Ils n’ont trouvé aucun de ces variants de gènes spécifiques dans le génome de Denisovan. En 2018 l’ADN d’un fragment osseux avait été découvert dans la grotte de Denisova en Sibérie centrale. Il s’agissait des restes d’une adolescente de treize ans, morte il y a 90 000 ans. Elle était l’hybride d’une mère néandertalienne et d’un père dénisovien. Cette découverte avait fait du bruit car il s’agissait de la première preuve d’une hybridation de premier degré entre espèces humaines.  Chou blanc de ce côté-là donc. Mais nos chercheurs ne se sont pas découragés et ont réussi à trouver quelques fragments de la séquence génétique chez deux Néandertaliens de Sibérie. Cherchant encore, ils ont trouvé les plus grandes similitudes dans les restes d’un Néandertalien de Croatie.

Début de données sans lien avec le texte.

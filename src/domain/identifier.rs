//! Identifier documents: JSON files whose top-level object carries an `id`.

use serde::Deserialize;
use serde_json::Value;

use crate::domain::AppError;

#[derive(Debug, Deserialize)]
struct IdentifierDocument {
    id: RawId,
}

#[derive(Debug, Deserialize)]
#[serde(untagged)]
enum RawId {
    Text(String),
    Number(serde_json::Number),
}

/// Extract the runtime id from the contents of an identifier file.
///
/// `source_path` is only used to label errors.
pub fn parse_identifier_document(content: &str, source_path: &str) -> Result<String, AppError> {
    let failure = |reason: String| AppError::IdentifierResolution {
        source_path: source_path.to_string(),
        reason,
    };

    let value: Value =
        serde_json::from_str(content).map_err(|e| failure(format!("invalid JSON: {}", e)))?;

    if !value.is_object() {
        return Err(failure("expected a JSON object".into()));
    }
    if value.get("id").is_none() {
        return Err(failure("no \"id\" field".into()));
    }

    let document: IdentifierDocument = serde_json::from_value(value)
        .map_err(|_| failure("\"id\" must be a string or a number".into()))?;

    let id = match document.id {
        RawId::Text(text) => text,
        RawId::Number(number) => number.to_string(),
    };

    if id.is_empty() {
        return Err(failure("\"id\" is empty".into()));
    }

    Ok(id)
}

Ces résultats sont « compatibles avec le fait que ce Néandertalien est plus proche de la majorité des Néandertaliens qui ont apporté de l’ADN à nos contemporains », ont écrit les chercheurs. Zeberg et Pääbo ont calculé qu’il était très peu probable que cette combinaison de gènes provienne d’un ancêtre commun aux humains et aux Néandertaliens, ce qui signifie qu’ils ont été introduits lors du croisement de nos deux espèces.

Nous ne savons pas encore pourquoi cet extrait du chromosome 3 augmente le risque de maladie grave.

« C’est quelque chose que nous et d’autres étudions maintenant le plus rapidement possible », a expliqué M. Pääbo. L’équipe soupçonne que, dans le passé, ces gènes ont pu s’avérer avantageux pour certains individus – peut-être pour les protéger contre un autre agent pathogène. Une étude précédente a en effet laissé entendre que l’ADN de Neandertal aurait pu offrir une protection contre d’anciens virus.

Cela pourrait expliquer pourquoi cette désormais malheureuse variante du chromosome 3 est répandue dans certaines populations, comme au Bangladesh, où 63 % des individus la portent dans leur patrimoine génétique alors qu’elle est presque absente dans d’autres populations, et notamment en Afrique.

Cette répartition pourrait expliquer pourquoi les personnes d’origine bangladeshi vivant au Royaume-Uni ont deux fois plus de chances de mourir de la COVID-19 que le reste de la population. Elle expliquerait aussi pourquoi le continent Africain enregistre si peu de victimes du Covid (trente mille pour tout le continent, alors que la seule Italie en a dénombré autant). « Il est frappant que le patrimoine génétique des Néandertaliens ait des conséquences aussi tragiques au cours de la pandémie actuelle », constate le professeur Svante Pääbo.

Cette recherche a été publiée dans Nature.